PREPARATION OF CHAPOL

               The avian replication-incompetent virus CHAP [49, 50], encoding the human placental alkaline phosphatase (PLAP) gene, was modified to accept the oligo inserts. CHAP was linearized, purified, and mixed with the degenerate oligonucleotides in the presence of ligase and aliquots of the resulting ligation products were used to transform E. coli DH5a. Following transformation, all aliquots were pooled. One hundred ml of the pool was plated at varying dilutions on plates containing ampicillin. The remainder of the pool was divided and added to eight 2L flasks containing lL LB media with 50 mg/ml ampicillin. The cultures were shaken overnight at 37°C. Plasmid DNA was extracted from these cultures by the triton lysis procedure and purified on CsCl gradients [51].
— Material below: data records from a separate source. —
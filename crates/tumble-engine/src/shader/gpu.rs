use crate::device::{create_checked, ResourceError};

use super::program::Program;

/// Output formats a program is built for.
#[derive(Debug, Copy, Clone, Eq, PartialEq)]
pub struct ProgramTargets {
    pub color_format: wgpu::TextureFormat,
    pub depth_format: Option<wgpu::TextureFormat>,
}

/// One vertex buffer slot feeding a single attribute.
#[derive(Debug, Copy, Clone)]
pub struct VertexSlot {
    pub stride: u64,
    pub attribute: wgpu::VertexAttribute,
}

/// GPU side of a linked [`Program`]: shader modules, bind group layout and render
/// pipeline.
///
/// Vertex slot `i` of the pipeline is `slots[i]` as passed to [`GpuProgram::new`].
/// Group 0 holds one uniform buffer per `program.uniforms()` entry.
#[derive(Debug)]
pub struct GpuProgram {
    targets: ProgramTargets,
    pipeline: wgpu::RenderPipeline,
    bind_group_layout: wgpu::BindGroupLayout,
}

impl GpuProgram {
    /// Creates the GPU objects for an already linked program.
    ///
    /// Anything the device rejects (a slot layout the shader cannot consume, an
    /// unsupported target format) is returned as a [`ResourceError`].
    pub fn new(
        device: &wgpu::Device,
        program: &Program,
        targets: ProgramTargets,
        slots: &[VertexSlot],
    ) -> Result<Self, ResourceError> {
        let (bind_group_layout, pipeline) = create_checked(device, "tumble pipeline", || {
            Self::create(device, program, targets, slots)
        })?;

        log::debug!(
            "pipeline created for {:?} (depth {:?}, {} vertex slot(s))",
            targets.color_format,
            targets.depth_format,
            slots.len()
        );

        Ok(Self {
            targets,
            pipeline,
            bind_group_layout,
        })
    }

    fn create(
        device: &wgpu::Device,
        program: &Program,
        targets: ProgramTargets,
        slots: &[VertexSlot],
    ) -> (wgpu::BindGroupLayout, wgpu::RenderPipeline) {
        let vertex_module = device.create_shader_module(wgpu::ShaderModuleDescriptor {
            label: Some("tumble vertex shader"),
            source: wgpu::ShaderSource::Wgsl(program.vertex().source().into()),
        });
        let fragment_module = device.create_shader_module(wgpu::ShaderModuleDescriptor {
            label: Some("tumble fragment shader"),
            source: wgpu::ShaderSource::Wgsl(program.fragment().source().into()),
        });

        let layout_entries: Vec<wgpu::BindGroupLayoutEntry> = program
            .uniforms()
            .iter()
            .map(|u| wgpu::BindGroupLayoutEntry {
                binding: u.binding,
                visibility: wgpu::ShaderStages::VERTEX_FRAGMENT,
                ty: wgpu::BindingType::Buffer {
                    ty: wgpu::BufferBindingType::Uniform,
                    has_dynamic_offset: false,
                    min_binding_size: std::num::NonZeroU64::new(u.size),
                },
                count: None,
            })
            .collect();

        let bind_group_layout = device.create_bind_group_layout(&wgpu::BindGroupLayoutDescriptor {
            label: Some("tumble uniforms bgl"),
            entries: &layout_entries,
        });

        let pipeline_layout = device.create_pipeline_layout(&wgpu::PipelineLayoutDescriptor {
            label: Some("tumble pipeline layout"),
            bind_group_layouts: &[&bind_group_layout],
            immediate_size: 0,
        });

        // VertexBufferLayout borrows its attribute slice.
        let attributes: Vec<[wgpu::VertexAttribute; 1]> =
            slots.iter().map(|s| [s.attribute]).collect();
        let buffers: Vec<wgpu::VertexBufferLayout<'_>> = slots
            .iter()
            .zip(&attributes)
            .map(|(slot, attrs)| wgpu::VertexBufferLayout {
                array_stride: slot.stride,
                step_mode: wgpu::VertexStepMode::Vertex,
                attributes: attrs,
            })
            .collect();

        let pipeline = device.create_render_pipeline(&wgpu::RenderPipelineDescriptor {
            label: Some("tumble pipeline"),
            layout: Some(&pipeline_layout),

            vertex: wgpu::VertexState {
                module: &vertex_module,
                entry_point: Some(program.vertex().entry_point()),
                compilation_options: Default::default(),
                buffers: &buffers,
            },

            fragment: Some(wgpu::FragmentState {
                module: &fragment_module,
                entry_point: Some(program.fragment().entry_point()),
                compilation_options: Default::default(),
                targets: &[Some(wgpu::ColorTargetState {
                    format: targets.color_format,
                    blend: None,
                    write_mask: wgpu::ColorWrites::ALL,
                })],
            }),

            primitive: wgpu::PrimitiveState {
                topology: wgpu::PrimitiveTopology::TriangleList,
                strip_index_format: None,
                front_face: wgpu::FrontFace::Ccw,
                cull_mode: None,
                polygon_mode: wgpu::PolygonMode::Fill,
                unclipped_depth: false,
                conservative: false,
            },

            depth_stencil: targets.depth_format.map(|format| wgpu::DepthStencilState {
                format,
                depth_write_enabled: true,
                depth_compare: wgpu::CompareFunction::Less,
                stencil: wgpu::StencilState::default(),
                bias: wgpu::DepthBiasState::default(),
            }),
            multisample: wgpu::MultisampleState::default(),

            multiview_mask: None,
            cache: None,
        });

        (bind_group_layout, pipeline)
    }

    pub fn targets(&self) -> ProgramTargets {
        self.targets
    }

    pub fn pipeline(&self) -> &wgpu::RenderPipeline {
        &self.pipeline
    }

    pub fn bind_group_layout(&self) -> &wgpu::BindGroupLayout {
        &self.bind_group_layout
    }

    /// Drops the pipeline and its shader modules.
    pub fn release(self) {
        log::debug!("pipeline for {:?} released", self.targets.color_format);
    }
}
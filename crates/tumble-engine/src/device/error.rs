use thiserror::Error;

/// High-level response after a surface error.
#[derive(Debug, Copy, Clone, Eq, PartialEq)]
pub enum SurfaceErrorAction {
    /// Surface was reconfigured; rendering may resume next frame.
    Reconfigured,
    /// Transient error; skip the current frame.
    SkipFrame,
    /// Fatal error (commonly OOM); terminate gracefully.
    Fatal,
}

/// The drawing surface could not provide a rendering context.
#[derive(Debug, Error)]
pub enum DeviceInitError {
    #[error("window has zero size")]
    ZeroSize,

    #[error("{0:?} has no depth aspect")]
    NotADepthFormat(wgpu::TextureFormat),

    #[error("desired frame latency must be at least 1")]
    ZeroFrameLatency,

    #[error("failed to create wgpu surface")]
    Surface(#[from] wgpu::CreateSurfaceError),

    #[error("failed to find a suitable GPU adapter")]
    Adapter(#[from] wgpu::RequestAdapterError),

    #[error("failed to create wgpu device/queue")]
    Device(#[from] wgpu::RequestDeviceError),

    #[error("no supported surface formats")]
    NoSurfaceFormat,
}
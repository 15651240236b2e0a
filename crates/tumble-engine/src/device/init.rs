use super::error::DeviceInitError;

/// What the cube window asks of the adapter, device and surface.
#[derive(Debug, Clone)]
pub struct GpuInit {
    /// Pick an sRGB swapchain format if the surface offers one.
    pub prefer_srgb: bool,

    /// Fifo is vsync-paced and always available.
    pub present_mode: wgpu::PresentMode,

    /// Falls back to the first supported mode when `None` or unsupported.
    pub alpha_mode: Option<wgpu::CompositeAlphaMode>,

    pub required_features: wgpu::Features,
    pub required_limits: wgpu::Limits,

    /// Hint only; backends may ignore it.
    pub desired_maximum_frame_latency: u32,

    /// Depth attachment format for the depth-tested cube pass.
    pub depth_format: wgpu::TextureFormat,
}

impl GpuInit {
    pub fn with_depth_format(mut self, depth_format: wgpu::TextureFormat) -> Self {
        self.depth_format = depth_format;
        self
    }

    /// Rejects settings no device could satisfy, before any GPU object exists.
    pub fn validate(&self) -> Result<(), DeviceInitError> {
        if !self.depth_format.has_depth_aspect() {
            return Err(DeviceInitError::NotADepthFormat(self.depth_format));
        }
        if self.desired_maximum_frame_latency == 0 {
            return Err(DeviceInitError::ZeroFrameLatency);
        }
        Ok(())
    }
}

impl Default for GpuInit {
    fn default() -> Self {
        Self {
            prefer_srgb: true,
            present_mode: wgpu::PresentMode::Fifo,
            alpha_mode: None,
            required_features: wgpu::Features::empty(),
            required_limits: wgpu::Limits::default(),
            desired_maximum_frame_latency: 2,
            depth_format: wgpu::TextureFormat::Depth32Float,
        }
    }
}

#[cfg(test)]
mod tests {
    use super::*;

    #[test]
    fn default_is_valid() {
        assert!(GpuInit::default().validate().is_ok());
    }

    #[test]
    fn color_format_is_not_a_depth_target() {
        let init = GpuInit::default().with_depth_format(wgpu::TextureFormat::Rgba8Unorm);
        assert!(matches!(
            init.validate(),
            Err(DeviceInitError::NotADepthFormat(wgpu::TextureFormat::Rgba8Unorm))
        ));
    }

    #[test]
    fn depth24_stencil_is_accepted() {
        let init = GpuInit::default().with_depth_format(wgpu::TextureFormat::Depth24PlusStencil8);
        assert!(init.validate().is_ok());
    }

    #[test]
    fn zero_frame_latency_is_rejected() {
        let init = GpuInit {
            desired_maximum_frame_latency: 0,
            ..GpuInit::default()
        };
        assert!(matches!(init.validate(), Err(DeviceInitError::ZeroFrameLatency)));
    }
}
use winit::event::{ElementState, WindowEvent};
use winit::keyboard::{KeyCode, PhysicalKey};

use tumble_engine::core::{App, AppControl, FrameCtx, InitCtx};
use tumble_engine::device::GpuInit;
use tumble_engine::frame_loop::{LoopControl, RenderLoop};
use tumble_engine::geometry::GeometryBufferSet;
use tumble_engine::logging::{init_logging, LoggingConfig};
use tumble_engine::render::{Renderer, RendererConfig};
use tumble_engine::shader::{sources, Program, ProgramTargets, ShaderCompiler, ShaderStage};
use tumble_engine::transform::{TransformComposer, TransformConfig};
use tumble_engine::window::{Runtime, RuntimeConfig, RuntimeCtx};

/// Resources built once the GPU exists.
struct Scene {
    program: Program,
    geometry: GeometryBufferSet,
}

/// Spinning cube: Space pauses/resumes, Escape quits.
struct CubeApp {
    transform: TransformComposer,
    render_loop: RenderLoop,
    renderer: Renderer,
    scene: Option<Scene>,
}

impl CubeApp {
    fn new(transform: TransformConfig, renderer: RendererConfig) -> Self {
        Self {
            transform: TransformComposer::new(transform),
            render_loop: RenderLoop::new(),
            renderer: Renderer::new(renderer),
            scene: None,
        }
    }

    fn toggle_pause(&mut self, runtime: &mut RuntimeCtx) {
        if self.render_loop.is_running() {
            self.render_loop.stop();
            log::info!("paused at {:.2} rad", self.render_loop.frame_state().rotation_angle);
        } else {
            self.render_loop.start(runtime);
            log::info!("resumed");
        }
    }
}

impl App for CubeApp {
    fn on_init(&mut self, ctx: &mut InitCtx<'_, '_>) -> anyhow::Result<()> {
        let mut compiler = ShaderCompiler::new();
        let vertex = compiler.compile(sources::CUBE_VERTEX, ShaderStage::Vertex)?;
        let fragment = compiler.compile(sources::CUBE_FRAGMENT, ShaderStage::Fragment)?;
        let program = compiler.link(vertex, fragment)?;

        let geometry = GeometryBufferSet::build(ctx.gpu.device())?;

        let targets = ProgramTargets {
            color_format: ctx.gpu.surface_format(),
            depth_format: Some(ctx.gpu.depth_format()),
        };
        self.renderer.prepare(ctx.gpu.device(), targets, &program, &geometry)?;

        self.scene = Some(Scene { program, geometry });
        self.render_loop.start(&mut *ctx.runtime);
        Ok(())
    }

    fn on_window_event(&mut self, event: &WindowEvent, runtime: &mut RuntimeCtx) -> AppControl {
        let WindowEvent::KeyboardInput { event: key, .. } = event else {
            return AppControl::Continue;
        };
        if key.state != ElementState::Pressed || key.repeat {
            return AppControl::Continue;
        }

        match key.physical_key {
            PhysicalKey::Code(KeyCode::Escape) => AppControl::Exit,
            PhysicalKey::Code(KeyCode::Space) => {
                self.toggle_pause(runtime);
                AppControl::Continue
            }
            _ => AppControl::Continue,
        }
    }

    fn on_frame(&mut self, ctx: &mut FrameCtx<'_, '_>) -> AppControl {
        let Some(scene) = self.scene.as_ref() else {
            return AppControl::Continue;
        };

        let aspect = ctx.surface.viewport().aspect().unwrap_or(0.0);
        let transform = &mut self.transform;
        let renderer = &mut self.renderer;
        let mut control = AppControl::Continue;

        self.render_loop
            .run_frame(ctx.now_seconds, &mut *ctx.runtime, |ft| {
                let projection = transform.projection_for(aspect);
                let model = transform.model(ft.state.rotation_angle as f32);

                let mut failed = false;
                control = ctx.surface.render(|rctx, target| {
                    let drawn = renderer.draw_frame(
                        rctx,
                        target,
                        &scene.program,
                        &scene.geometry,
                        model,
                        projection,
                    );
                    if let Err(err) = drawn {
                        log::error!("frame failed: {err}");
                        failed = true;
                    }
                });
                if failed {
                    control = AppControl::Exit;
                }

                match control {
                    AppControl::Continue => LoopControl::Continue,
                    AppControl::Exit => LoopControl::Stop,
                }
            });

        control
    }

    fn on_exit(&mut self) {
        self.render_loop.stop();
        std::mem::take(&mut self.renderer).release();
        if let Some(scene) = self.scene.take() {
            scene.geometry.release();
            scene.program.release();
        }
    }
}

fn main() -> anyhow::Result<()> {
    init_logging(LoggingConfig::default());

    let app = CubeApp::new(TransformConfig::default(), RendererConfig::default());

    Runtime::run(RuntimeConfig::default(), GpuInit::default(), app)?;
    log::info!("viewer exited");
    Ok(())
}
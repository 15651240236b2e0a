use winit::window::Window;

use crate::coords::Viewport;
use crate::device::{Gpu, SurfaceErrorAction};
use crate::render::{RenderCtx, RenderTarget};
use crate::window::RuntimeCtx;

use super::app::AppControl;

/// Context passed to `App::on_init`.
pub struct InitCtx<'a, 'w> {
    pub gpu: &'a Gpu<'w>,
    pub runtime: &'a mut RuntimeCtx,
}

/// The window's drawing surface for one frame.
///
/// Lifetimes:
/// - `'a` is the duration of the callback invocation
/// - `'w` is the window-borrow lifetime carried by `Gpu<'w>`
pub struct SurfaceCtx<'a, 'w> {
    pub window: &'a Window,
    pub gpu: &'a mut Gpu<'w>,
}

impl SurfaceCtx<'_, '_> {
    /// Drawable size in physical pixels.
    pub fn viewport(&self) -> Viewport {
        self.gpu.viewport()
    }

    /// Acquires the next surface image, calls `draw` with a ready [`RenderCtx`]
    /// and [`RenderTarget`], then presents.
    ///
    /// Surface errors are recovered where possible; the frame is skipped and
    /// `AppControl::Exit` is returned only for fatal ones.
    pub fn render<F>(&mut self, draw: F) -> AppControl
    where
        F: FnOnce(&RenderCtx<'_>, &mut RenderTarget<'_>),
    {
        if !self.gpu.viewport().is_valid() {
            return AppControl::Continue;
        }

        let mut frame = match self.gpu.begin_frame() {
            Ok(f) => f,
            Err(err) => {
                return match self.gpu.handle_surface_error(err) {
                    SurfaceErrorAction::Fatal => {
                        log::error!("unrecoverable surface error");
                        AppControl::Exit
                    }
                    SurfaceErrorAction::Reconfigured | SurfaceErrorAction::SkipFrame => {
                        AppControl::Continue
                    }
                };
            }
        };

        let rctx = RenderCtx::new(
            self.gpu.device(),
            self.gpu.queue(),
            self.gpu.surface_format(),
            self.gpu.depth_format(),
            self.gpu.viewport(),
        );

        // RenderTarget borrows frame.encoder; dropped before submit() takes frame.
        {
            let mut target = RenderTarget::new(&mut frame.encoder, &frame.view);
            draw(&rctx, &mut target);
        }

        self.window.pre_present_notify();
        self.gpu.submit(frame);

        AppControl::Continue
    }
}

/// Per-frame context passed to `App::on_frame`.
///
/// `surface` and `runtime` are separate fields so a frame body can draw while
/// the runtime is lent to the render loop as its scheduler.
pub struct FrameCtx<'a, 'w> {
    pub surface: SurfaceCtx<'a, 'w>,
    /// Host timestamp in seconds since the runtime started.
    pub now_seconds: f64,
    pub runtime: &'a mut RuntimeCtx,
}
               CHAPOL DNA was transfected into the avian virus packaging line Q2bn [14], and the transiently produced virus was collected and concentrated. Aliquots of CaPO4 precipitates of 100 mg CHAPOL DNA were made in 10 ml of HBS. The precipitate in each aliquot was then distributed equally on ten ten cm plates of Q2bn and glycerol shock was carried out for 90 seconds at room temperature 4 hours later. At 24 hours post glycerol shock, the supernatants were collected and pooled. This was repeated at 48 hours. The supernatants from the 24 and 48 hour harvests were pooled and the titer calculated by infection of QT6 cells and assay of the PLAP activity as described (Cepko and Pear in Ausubel et al. 1997 [4]). The stock was filtered through a 0.45 mm filter and concentrated by centrifugation in an SW27 rotor at 4°C, 20K, for 2 hours. The concentrated stock was titered on QT6 and tested for helper virus, which proved negative. The titer of CHAPOL was determined to be 1.1 x 107 CFU/ml. The same stock has used for all experiments conducted over a 5 year period and many aliquots remain. We recommend making large stocks and storing them as small aliquots.

USE OF CHAPOL

               CHAPOL was used to infect the developing brain of chick embryos using the procedures outlined above. At various times later, the tissue was harvested and stained for AP activity. The outline of each section was drawn by camera lucida and the location and type of cells labeled on each section were recorded. A single cell or cluster of cells with a small group of surrounding cells were removed using a heat pulled glass micropipette (figure 2) and transferred to a 96-well PCR plate for Proteinase K digestion (as below). Following digestion, nested PCR was performed (as below). The product of each PCR was run on a 1.5% agarose gel to determine if a product of the appropriate size had been amplified. The recovery of a PCR product of the proper size occurred from PCR of 30-85% of the picks (the frequency varied depending upon the batch of PCRs and the tissue being studied) using CHAPOL. Sequencing of the oligonucleotide insert (as below) was performed on all reactions which gave the expected product on the agarose gel analysis (e.g. figure 3) and was successful approximately 75% of the time. All sequences were stored in the software program GCG (1991). All common sequences were pulled from the database created in GCG and the corresponding cells labeled. Sections were then aligned to determine the three dimensional boundaries of clonal expansion. Each type of cell (e.g. neuron, glia) was also recorded to determine the variety of cells which can arise from a single progenitor.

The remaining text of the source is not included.